◆ **PROBLEM DETAILS**:
Lift out all lines below that contain "Some".

◆ **Stored records**:
--- START ---
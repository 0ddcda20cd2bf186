//! Persistence of pipeline outputs and derived documents.
//!
//! Every file is pretty-printed UTF-8 JSON with 2-space indentation;
//! non-ASCII characters are written literally.

use std::fs;
use std::path::{Path, PathBuf};

use log::{info, warn};
use serde::Serialize;
use serde_json::{json, Map, Value};

use crate::error::ImportError;

/// Fallback file written when a run produced no outputs at all.
pub const RUN_RESPONSE_FILE: &str = "run_response.json";

/// Remove leftovers from a previous run and recreate the directory.
pub fn reset_dir(dir: &Path) -> Result<(), ImportError> {
    if dir.exists() {
        fs::remove_dir_all(dir)?;
    }
    fs::create_dir_all(dir)?;
    Ok(())
}

/// Serialize `value` as pretty JSON into `path`.
pub fn write_json<T: Serialize>(path: &Path, value: &T) -> Result<(), ImportError> {
    let body = serde_json::to_string_pretty(value)?;
    fs::write(path, body)?;
    Ok(())
}

/// Persist every pipeline output under `dir`, one file per output or per
/// list element, and return the written paths in output order.
///
/// A string output is parsed as JSON first; one that does not parse is kept
/// verbatim under a `raw` wrapper instead of aborting the save. A non-empty
/// array whose every element is an object becomes one numbered file per
/// element.
pub fn save_outputs(dir: &Path, outputs: &Map<String, Value>) -> Result<Vec<PathBuf>, ImportError> {
    let mut saved = Vec::new();
    for (name, value) in outputs {
        let safe_name = sanitize_filename(name);
        let value = normalize_output(value);

        if let Some(objects) = as_object_list(&value) {
            for (index, object) in objects.iter().enumerate() {
                let path = dir.join(format!("{safe_name}_{index}.json"));
                write_json(&path, object)?;
                info!("Saved {}", path.display());
                saved.push(path);
            }
        } else {
            let path = dir.join(format!("{safe_name}.json"));
            write_json(&path, &value)?;
            info!("Saved {}", path.display());
            saved.push(path);
        }
    }
    Ok(saved)
}

/// Write the full response document as the diagnostic fallback file.
pub fn save_run_response(dir: &Path, response: &Value) -> Result<PathBuf, ImportError> {
    let path = dir.join(RUN_RESPONSE_FILE);
    write_json(&path, response)?;
    Ok(path)
}

/// Write each collected log object as `item_<i>.json`, 0-indexed in
/// collection order.
pub fn save_objects(dir: &Path, objects: &[Value]) -> Result<Vec<PathBuf>, ImportError> {
    let mut saved = Vec::new();
    for (index, object) in objects.iter().enumerate() {
        let path = dir.join(format!("item_{index}.json"));
        write_json(&path, object)?;
        info!("Saved item JSON: {}", path.display());
        saved.push(path);
    }
    Ok(saved)
}

/// Reduce an output name to a filesystem-safe token. Every character outside
/// `[A-Za-z0-9_.-]` becomes an underscore; an empty name gets a generic one.
fn sanitize_filename(name: &str) -> String {
    let sanitized: String = name
        .chars()
        .map(|c| {
            if c.is_ascii_alphanumeric() || matches!(c, '_' | '.' | '-') {
                c
            } else {
                '_'
            }
        })
        .collect();
    if sanitized.is_empty() {
        "output".to_string()
    } else {
        sanitized
    }
}

/// Parse embedded JSON strings; anything that fails to parse is kept
/// verbatim under a `raw` wrapper.
fn normalize_output(value: &Value) -> Value {
    match value {
        Value::String(text) => serde_json::from_str(text).unwrap_or_else(|_| {
            warn!("Output is not JSON, wrapping as raw text");
            json!({ "raw": text })
        }),
        other => other.clone(),
    }
}

/// The elements of `value` when it is a non-empty array of objects.
fn as_object_list(value: &Value) -> Option<&Vec<Value>> {
    match value {
        Value::Array(items) if !items.is_empty() && items.iter().all(Value::is_object) => {
            Some(items)
        }
        _ => None,
    }
}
--- END ---
◆ **SOLUTION TO THIS TASK**:
        if let Some(objects) = as_object_list(&value) {
            Some(items)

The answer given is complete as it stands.